What to consider before installing
This skill appears to be what it claims (a BRICKS CLI) but contains several risky operational steps. Before installing or following the rules: - Verify the npm packages (@fugood/bricks-cli and acpx): check the publisher, star history, source repository, and inspect the package code if possible. No homepage is provided in the skill metadata — that increases risk. - Avoid using acpx --approve-all or any auto-approve flag. Auto-approve allows headless execution of arbitrary bash commands in your project directory. - Do not persistently write ~/.acpx/config.json on shared machines unless you understand and accept the risk; persistent config lets any process using acpx start sessions that access your project files. - Keep ACP disabled in BRICKS Project Desktop except when actively bridging; remove persistent config when done.

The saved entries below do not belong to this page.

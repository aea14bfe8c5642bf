//! ---
//! skyr_section: "02-messaging-ipc-data-model"
//! skyr_subsection: "module"
//! skyr_type: "source"
//! skyr_scope: "code"
//! skyr_description: "Topic based publish/subscribe bus abstraction."
//! skyr_version: "v0.0.0-prealpha"
//! skyr_owner: "tbd"
//! ---
use std::sync::atomic::{AtomicBool, Ordering};
use std::sync::Arc;

use parking_lot::RwLock;
use tokio::sync::mpsc;
use tracing::{debug, trace};

use crate::{MessagingError, QoS, Result};

/// A message as delivered to subscribers.
#[derive(Debug, Clone, PartialEq, Eq)]
pub struct BusMessage {
    /// Concrete topic the message was published on.
    pub topic: String,
    /// Raw payload bytes.
    pub payload: Vec<u8>,
    /// Delivery guarantee requested by the publisher.
    pub qos: QoS,
}

/// Receiving side of a subscription. Dropping it unsubscribes.
#[derive(Debug)]
pub struct Subscription {
    filter: String,
    receiver: mpsc::UnboundedReceiver<BusMessage>,
}

impl Subscription {
    /// Filter this subscription was created with.
    pub fn filter(&self) -> &str {
        &self.filter
    }

    /// Wait for the next message. `None` once the bus drops the subscription.
    pub async fn recv(&mut self) -> Option<BusMessage> {
        self.receiver.recv().await
    }

    /// Return a queued message without waiting.
    pub fn try_recv(&mut self) -> Option<BusMessage> {
        self.receiver.try_recv().ok()
    }
}

/// Publish/subscribe transport used by bus-backed devices.
pub trait MessageBus: Send + Sync {
    /// Publish a payload on a concrete topic.
    fn publish(&self, topic: &str, payload: Vec<u8>, qos: QoS) -> Result<()>;
    /// Subscribe to a topic filter (`+` matches one level, `#` the rest).
    fn subscribe(&self, filter: &str) -> Result<Subscription>;
    /// Whether the bus can currently carry traffic.
    fn is_connected(&self) -> bool;
    /// Human-readable bus name for logging.
    fn name(&self) -> &'static str;
}

/// MQTT style topic filter matching.
pub fn topic_matches(filter: &str, topic: &str) -> bool {
    let mut filter_levels = filter.split('/');
    let mut topic_levels = topic.split('/');
    loop {
        match (filter_levels.next(), topic_levels.next()) {
            (Some("#"), _) => return true,
            (Some("+"), Some(_)) => {}
            (Some(expected), Some(actual)) if expected == actual => {}
            (None, None) => return true,
            _ => return false,
        }
    }
}

fn validate_filter(filter: &str) -> Result<()> {
    let levels: Vec<&str> = filter.split('/').collect();
    let hash_misplaced = levels
        .iter()
        .enumerate()
        .any(|(idx, level)| level.contains('#') && (*level != "#" || idx + 1 != levels.len()));
    let plus_misplaced = levels
        .iter()
        .any(|level| level.contains('+') && *level != "+");
    if filter.is_empty() || hash_misplaced || plus_misplaced {
        return Err(MessagingError::InvalidTopic(filter.to_owned()));
    }
    Ok(())
}

type Subscribers = Vec<(String, mpsc::UnboundedSender<BusMessage>)>;

/// Process-local bus fanning messages out to matching subscribers.
#[derive(Clone)]
pub struct InMemoryBus {
    subscribers: Arc<RwLock<Subscribers>>,
    connected: Arc<AtomicBool>,
}

impl Default for InMemoryBus {
    fn default() -> Self {
        Self {
            subscribers: Arc::new(RwLock::new(Vec::new())),
            connected: Arc::new(AtomicBool::new(true)),
        }
    }
}

impl InMemoryBus {
    /// Create a connected bus with no subscribers.
    pub fn new() -> Self {
        Self::default()
    }

    /// Simulate a broker link going up or down.
    pub fn set_connected(&self, connected: bool) {
        self.connected.store(connected, Ordering::SeqCst);
    }

    /// Number of live subscriptions.
    pub fn subscriber_count(&self) -> usize {
        self.subscribers
            .read()
            .iter()
            .filter(|(_, sender)| !sender.is_closed())
            .count()
    }
}

impl MessageBus for InMemoryBus {
    fn publish(&self, topic: &str, payload: Vec<u8>, qos: QoS) -> Result<()> {
        if !self.is_connected() {
            return Err(MessagingError::Disconnected);
        }
        if topic.is_empty() || topic.contains('+') || topic.contains('#') {
            return Err(MessagingError::InvalidTopic(topic.to_owned()));
        }
        let mut subscribers = self.subscribers.write();
        subscribers.retain(|(_, sender)| !sender.is_closed());
        let mut delivered = 0usize;
        for (filter, sender) in subscribers.iter() {
            if topic_matches(filter, topic) {
                let message = BusMessage {
                    topic: topic.to_owned(),
                    payload: payload.clone(),
                    qos,
                };
                if sender.send(message).is_ok() {
                    delivered += 1;
                }
            }
        }
        trace!(topic, delivered, "in-memory publish");
        Ok(())
    }

    fn subscribe(&self, filter: &str) -> Result<Subscription> {
        validate_filter(filter)?;
        let (sender, receiver) = mpsc::unbounded_channel();
        self.subscribers.write().push((filter.to_owned(), sender));
        debug!(filter, "in-memory subscription added");
        Ok(Subscription {
            filter: filter.to_owned(),
            receiver,
        })
    }

    fn is_connected(&self) -> bool {
        self.connected.load(Ordering::SeqCst)
    }

    fn name(&self) -> &'static str {
        "in_memory"
    }
}

/// Placeholder for a broker-backed MQTT link.
#[derive(Debug, Clone)]
pub struct MqttBrokerBus {
    broker: String,
}

impl MqttBrokerBus {
    /// Record the broker URL the link would connect to.
    pub fn new(broker: impl Into<String>) -> Self {
        Self {
            broker: broker.into(),
        }
    }

    /// Broker URL this link targets.
    pub fn broker(&self) -> &str {
        &self.broker
    }
}

impl MessageBus for MqttBrokerBus {
    fn publish(&self, _topic: &str, _payload: Vec<u8>, _qos: QoS) -> Result<()> {
        Err(MessagingError::Unimplemented("mqtt broker transport"))
    }

    fn subscribe(&self, _filter: &str) -> Result<Subscription> {
        Err(MessagingError::Unimplemented("mqtt broker transport"))
    }

    fn is_connected(&self) -> bool {
        false
    }

    fn name(&self) -> &'static str {
        "mqtt_broker"
    }
}
//! ---
//! skyr_section: "05-networking-external-interfaces"
//! skyr_subsection: "module"
//! skyr_type: "source"
//! skyr_scope: "code"
//! skyr_description: "Reflector server assembly, listener lifecycle, and graceful shutdown."
//! skyr_version: "v0.0.0-prealpha"
//! skyr_owner: "tbd"
//! ---
use std::net::{Ipv4Addr, SocketAddr};
use std::sync::Arc;
use std::time::Duration;

use anyhow::{bail, Context, Result};
use axum::http::{Method, StatusCode, Uri};
use axum::middleware::{from_fn, from_fn_with_state};
use axum::{Extension, Router};
use skyr_common::{ConfigError, ReflectorConfig};
use skyr_msg::MessageBus;
use tokio::net::TcpListener;
use tokio::sync::watch;
use tokio::task::JoinHandle;
use tracing::{info, warn};

use crate::backend::{DeviceBackend, Dispatcher};
use crate::discovery::{DiscoveryHandle, DiscoveryResponder};
use crate::envelope::{AlpacaReply, AlpacaResponse, ErrorCode, TransactionCounter, TransactionIds};
use crate::management::{self, ServerDescription};
use crate::middleware::{
    apply_cors, assign_transaction, enforce_deadline, log_requests, recover_panics,
    require_basic_auth, CorsPolicy,
};
use crate::registry::{DeviceKey, DeviceRegistry};
use crate::device_api;

/// Shared state handed to every route.
pub struct ReflectorState {
    pub(crate) registry: Arc<DeviceRegistry>,
    pub(crate) dispatcher: Arc<Dispatcher>,
    pub(crate) description: ServerDescription,
}

/// A configured reflector ready to be spawned.
pub struct ReflectorServer {
    config: ReflectorConfig,
    registry: Arc<DeviceRegistry>,
    dispatcher: Arc<Dispatcher>,
    counter: Arc<TransactionCounter>,
}

impl ReflectorServer {
    /// Build from configuration. Bus-backed devices target the configured broker.
    pub fn new(config: ReflectorConfig) -> Result<Self> {
        Self::build(config, None)
    }

    /// Build with an externally owned bus for bus-backed devices.
    pub fn with_bus(config: ReflectorConfig, bus: Arc<dyn MessageBus>) -> Result<Self> {
        Self::build(config, Some(bus))
    }

    fn build(config: ReflectorConfig, bus: Option<Arc<dyn MessageBus>>) -> Result<Self> {
        let registry = DeviceRegistry::from_config(&config)?;
        if config.tls.enabled {
            return Err(ConfigError::TlsUnsupported.into());
        }
        let dispatcher = Dispatcher::from_registry(&registry, bus)?;
        Ok(Self {
            config,
            registry: Arc::new(registry),
            dispatcher: Arc::new(dispatcher),
            counter: Arc::new(TransactionCounter::new()),
        })
    }

    /// Replace the backend of a configured device.
    pub fn with_backend(
        self,
        device_type: &str,
        device_number: u32,
        backend: Arc<dyn DeviceBackend>,
    ) -> Result<Self> {
        let key = DeviceKey::new(device_type, device_number);
        if !self.dispatcher.replace(&key, backend) {
            bail!("device {key} is not configured");
        }
        Ok(self)
    }

    pub fn registry(&self) -> Arc<DeviceRegistry> {
        self.registry.clone()
    }

    pub fn dispatcher(&self) -> Arc<Dispatcher> {
        self.dispatcher.clone()
    }

    /// Routes wrapped in the middleware chain.
    pub fn router(&self) -> Router {
        let state = Arc::new(ReflectorState {
            registry: self.registry.clone(),
            dispatcher: self.dispatcher.clone(),
            description: ServerDescription::from(&self.config.server),
        });

        // layers added first sit closest to the handlers
        let mut router = Router::new()
            .merge(management::routes())
            .merge(device_api::routes())
            .fallback(unknown_route)
            .with_state(state)
            .layer(from_fn_with_state(self.config.server.write_timeout, enforce_deadline))
            .layer(from_fn_with_state(self.counter.clone(), assign_transaction))
            .layer(from_fn_with_state(
                Arc::new(self.config.authentication.clone()),
                require_basic_auth,
            ));
        if self.config.cors.enabled {
            router = router.layer(from_fn_with_state(
                Arc::new(CorsPolicy::from_config(&self.config.cors)),
                apply_cors,
            ));
        }
        router.layer(from_fn(log_requests)).layer(from_fn(recover_panics))
    }

    /// Bind the REST listener and the discovery responder.
    pub async fn spawn(self) -> Result<ReflectorHandle> {
        let listen = self.config.server.listen_address;
        let listener = TcpListener::bind(listen)
            .await
            .with_context(|| format!("failed to bind alpaca api on {listen}"))?;
        let address = listener.local_addr()?;
        let advertised_port = self.config.server.advertised_port.unwrap_or(address.port());

        let discovery = DiscoveryResponder::new(
            SocketAddr::from((Ipv4Addr::UNSPECIFIED, self.config.server.discovery_port)),
            advertised_port,
        )
        .spawn()
        .await?;

        let router = self.router();
        let dispatcher = self.dispatcher.clone();
        let connector = tokio::spawn(async move { dispatcher.connect_all().await });

        let (shutdown_tx, mut shutdown_rx) = watch::channel(false);
        let server = axum::serve(
            listener,
            router.into_make_service_with_connect_info::<SocketAddr>(),
        )
        .with_graceful_shutdown(async move {
            let _ = shutdown_rx.changed().await;
        });
        let task = tokio::spawn(async move {
            if let Err(err) = server.await {
                warn!(error = %err, "alpaca api server exited with error");
            }
        });

        info!(
            address = %address,
            discovery = %discovery.local_addr(),
            advertised_port,
            devices = self.registry.len(),
            server_name = %self.config.server.server_name,
            "reflector listening"
        );

        Ok(ReflectorHandle {
            address,
            task,
            connector,
            discovery,
            shutdown: shutdown_tx,
            registry: self.registry,
            dispatcher: self.dispatcher,
            drain_timeout: self.config.server.shutdown_timeout,
        })
    }
}

async fn unknown_route(ids: Option<Extension<TransactionIds>>, uri: Uri) -> AlpacaReply {
    let ids = ids.map(|Extension(ids)| ids).unwrap_or_default();
    AlpacaReply::with_status(
        StatusCode::NOT_FOUND,
        AlpacaResponse::error(
            ErrorCode::NOT_IMPLEMENTED,
            format!("unknown endpoint {}", uri.path()),
            ids,
        ),
    )
}

/// Known path, unsupported verb.
pub(crate) async fn method_not_allowed(
    ids: Option<Extension<TransactionIds>>,
    method: Method,
    uri: Uri,
) -> AlpacaReply {
    let ids = ids.map(|Extension(ids)| ids).unwrap_or_default();
    AlpacaReply::with_status(
        StatusCode::METHOD_NOT_ALLOWED,
        AlpacaResponse::error(
            ErrorCode::NOT_IMPLEMENTED,
            format!("{method} is not supported on {}", uri.path()),
            ids,
        ),
    )
}

/// Running reflector.
pub struct ReflectorHandle {
    address: SocketAddr,
    task: JoinHandle<()>,
    connector: JoinHandle<()>,
    discovery: DiscoveryHandle,
    shutdown: watch::Sender<bool>,
    registry: Arc<DeviceRegistry>,
    dispatcher: Arc<Dispatcher>,
    drain_timeout: Duration,
}

impl ReflectorHandle {
    pub fn local_addr(&self) -> SocketAddr {
        self.address
    }

    /// Bound discovery socket (all interfaces).
    pub fn discovery_addr(&self) -> SocketAddr {
        self.discovery.local_addr()
    }

    pub fn registry(&self) -> Arc<DeviceRegistry> {
        self.registry.clone()
    }

    pub fn dispatcher(&self) -> Arc<Dispatcher> {
        self.dispatcher.clone()
    }

    /// Stop accepting, drain in-flight requests up to the shutdown timeout,
    /// then stop discovery and disconnect backends.
    pub async fn shutdown(self) -> Result<()> {
        let ReflectorHandle {
            mut task,
            connector,
            discovery,
            shutdown,
            dispatcher,
            drain_timeout,
            ..
        } = self;

        let _ = shutdown.send(true);
        connector.abort();
        match tokio::time::timeout(drain_timeout, &mut task).await {
            Ok(joined) => joined.context("alpaca api task failed")?,
            Err(_) => {
                warn!(
                    timeout_ms = drain_timeout.as_millis() as u64,
                    "graceful drain timed out; aborting open connections"
                );
                task.abort();
            }
        }
        discovery.shutdown().await?;
        dispatcher.disconnect_all().await;
        info!("reflector stopped");
        Ok(())
    }
}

Rotate passcodes/tokens used for device access. - Run installs and initial tests in an isolated environment (VM/container) or on a non-production machine before trusting them on your workstation or network. - Restrict LAN scans to trusted networks and confirm device workspace IDs to avoid interacting with devices from other workspaces. If you need stronger assurance, request the upstream package source or a link to the project's repo and review its code, or prefer a CLI distributed from a known, verifiable homepage or GitHub org.

Like a lobster shell, security has layers — review code before you run it.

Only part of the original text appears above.